They didn't talk. Kate didn't trust her voice and Castle didn't know which words would work for the moment.

He did thank the driver as he paid; she got out and waited on the sidewalk for him to join her.

"Back early," remarked Eduardo when Castle and Kate walked into the lobby. The elderly doorman had his usual cup of tea and a beat-up copy of the latest Time magazine open on the desk. "Martha's play not good?"

It was Castle who smiled at the other man, his pinky finger hooked around Kate's. "Couldn't say. Body dropped."

"Unfortunate." Eduardo looked at Kate, tried to catch her eye. He glanced back at Castle who nodded a little. "My apologies, Detective."

For the first time since Esposito spoke back in the warehouse, Castle saw Kate smile. Try to smile, he clarified; he could see the difference between genuine and forced. The expression didn't reach her eyes.

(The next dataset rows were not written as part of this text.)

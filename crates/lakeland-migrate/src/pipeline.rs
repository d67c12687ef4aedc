//! Dependency-ordered migration run.
//!
//! Tables are validated and built one at a time in [`RUN_ORDER`]. A table
//! whose export cannot be read or whose columns drifted is `Failed`; every
//! table that depends on it, directly or through another skipped table, is
//! `Skipped`. Row and reference problems never stop the run.

use std::path::{Path, PathBuf};

use anyhow::{Context, Result};
use lakeland_ingest_airtable::{
    check_key_mappings, load_table, mapping_for, observed_fields, validate_table, IngestError,
    SchemaDriftError, ValidateOptions,
};
use lakeland_model::{DestinationRecords, DestinationTable, SourceTable};
use serde_json::Value;

use crate::build::Builder;
use crate::config::MigrationConfig;
use crate::paths::PathNormalizer;
use crate::report::{MigrationReport, TableReport, TableStatus};

/// File name of the serialized run report in the output directory.
pub const REPORT_FILE_NAME: &str = "report.json";

/// Referenced tables come before the tables that reference them.
pub const RUN_ORDER: [SourceTable; 6] = [
    SourceTable::Entities,
    SourceTable::Subjects,
    SourceTable::Relationships,
    SourceTable::Accessions,
    SourceTable::Files,
    SourceTable::Items,
];

/// Tables whose built records `table` resolves references against.
pub fn dependencies(table: SourceTable) -> &'static [SourceTable] {
    match table {
        SourceTable::Entities | SourceTable::Subjects => &[],
        SourceTable::Relationships => &[SourceTable::Entities],
        SourceTable::Accessions => &[SourceTable::Entities],
        SourceTable::Files => &[SourceTable::Accessions, SourceTable::Entities],
        SourceTable::Items => &[
            SourceTable::Accessions,
            SourceTable::Entities,
            SourceTable::Subjects,
            SourceTable::Files,
        ],
    }
}

#[derive(Debug, Clone, Default)]
pub struct MigrationOutcome {
    pub records: DestinationRecords,
    pub report: MigrationReport,
}

/// Run every table, pulling raw rows from `load`.
pub fn run_with<F>(mut load: F, normalizer: PathNormalizer, options: ValidateOptions) -> MigrationOutcome
where
    F: FnMut(SourceTable) -> Result<Vec<Value>, IngestError>,
{
    let mut builder = Builder::new(normalizer);
    let mut outcome = MigrationOutcome::default();

    for table in RUN_ORDER {
        let blocked_by: Vec<SourceTable> = dependencies(table)
            .iter()
            .copied()
            .filter(|dep| {
                outcome
                    .report
                    .table(*dep)
                    .map_or(true, |r| !r.status.is_completed())
            })
            .collect();
        if !blocked_by.is_empty() {
            tracing::warn!(table = %table, blocked_by = ?blocked_by, "skipping table");
            outcome
                .report
                .tables
                .push(TableReport::new(table, TableStatus::Skipped { blocked_by }));
            continue;
        }

        let batch = match load(table).and_then(|rows| {
            validate_table(table, &rows, options).map_err(IngestError::from)
        }) {
            Ok(batch) => batch,
            Err(err) => {
                tracing::error!(table = %table, error = %err, "table failed");
                outcome.report.tables.push(TableReport::new(
                    table,
                    TableStatus::Failed {
                        reason: err.to_string(),
                    },
                ));
                continue;
            }
        };

        let built = builder.build(&batch);

        let mut report = TableReport::new(table, TableStatus::Completed);
        report.input_rows = batch.input_rows();
        report.validated = batch.validated();
        report.built = built.records.len();
        report.record_errors = batch.errors().to_vec();
        report.build_errors = built.errors;
        report.unresolved = built.unresolved;

        outcome.records.extend(built.records);
        outcome.report.tables.push(report);
    }

    let linked = builder.link_files_to_items(&mut outcome.records.files);
    tracing::debug!(linked, "linked files to items");

    tracing::info!(
        input_rows = outcome.report.total_input_rows(),
        built = outcome.report.total_built(),
        rejected = outcome.report.total_rejected(),
        unresolved = outcome.report.total_unresolved(),
        "migration finished"
    );
    outcome
}

/// Run every table from the exports in `config.input_dir`.
pub fn run_migration(config: &MigrationConfig) -> Result<MigrationOutcome> {
    let input_dir = config.input_dir.as_path();
    anyhow::ensure!(
        input_dir.is_dir(),
        "input directory {} does not exist",
        input_dir.display()
    );
    tracing::info!(input = %input_dir.display(), "starting migration");

    Ok(run_with(
        |table| load_table(input_dir, table),
        config.path_normalizer(),
        config.validate_options(),
    ))
}

/// Drift detection result for one table.
#[derive(Debug, Clone, PartialEq)]
pub struct MappingCheck {
    pub table: SourceTable,
    pub rows: usize,
    pub drift: Option<SchemaDriftError>,
}

/// Check every export in `input_dir` against its field mapping without
/// constructing records.
pub fn check_mappings(input_dir: &Path) -> Result<Vec<MappingCheck>> {
    SourceTable::ALL
        .iter()
        .map(|&table| -> Result<MappingCheck> {
            let rows = load_table(input_dir, table)
                .with_context(|| format!("failed to load table {table}"))?;
            let drift = check_key_mappings(&observed_fields(&rows), &mapping_for(table)).err();
            Ok(MappingCheck {
                table,
                rows: rows.len(),
                drift,
            })
        })
        .collect()
}

/// Write one pretty JSON file per destination table plus the run report.
pub fn write_outputs(outcome: &MigrationOutcome, output_dir: &Path) -> Result<Vec<PathBuf>> {
    std::fs::create_dir_all(output_dir)
        .with_context(|| format!("failed to create {}", output_dir.display()))?;

    let mut written = Vec::with_capacity(DestinationTable::ALL.len() + 1);
    for table in DestinationTable::ALL {
        let json = outcome
            .records
            .table_json(table)
            .with_context(|| format!("failed to serialize {}", table.name()))?;
        let path = output_dir.join(table.file_name());
        write_json(&path, &json)?;
        tracing::debug!(table = table.name(), records = outcome.records.len(table), "wrote table");
        written.push(path);
    }

    let report = serde_json::to_value(&outcome.report).context("failed to serialize report")?;
    let path = output_dir.join(REPORT_FILE_NAME);
    write_json(&path, &report)?;
    written.push(path);

    Ok(written)
}

fn write_json(path: &Path, value: &Value) -> Result<()> {
    let text = serde_json::to_string_pretty(value)
        .with_context(|| format!("failed to serialize {}", path.display()))?;
    std::fs::write(path, text).with_context(|| format!("failed to write {}", path.display()))
}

"Thanks, Eduardo," she said quietly, going for the stairs rather than the already-waiting elevator. "Have a nice night."

Castle unlocked the door of the loft. His every nerve was trained on the woman moving from the living room to the study. He was worried, not just about Kate but about the entire team. He wasn't a cop, no matter how he pretended to be one of the members of the force, so he couldn't possibly comprehend the shock of losing another one of their siblings in every sense of the word. So he waited in the living room, giving her space.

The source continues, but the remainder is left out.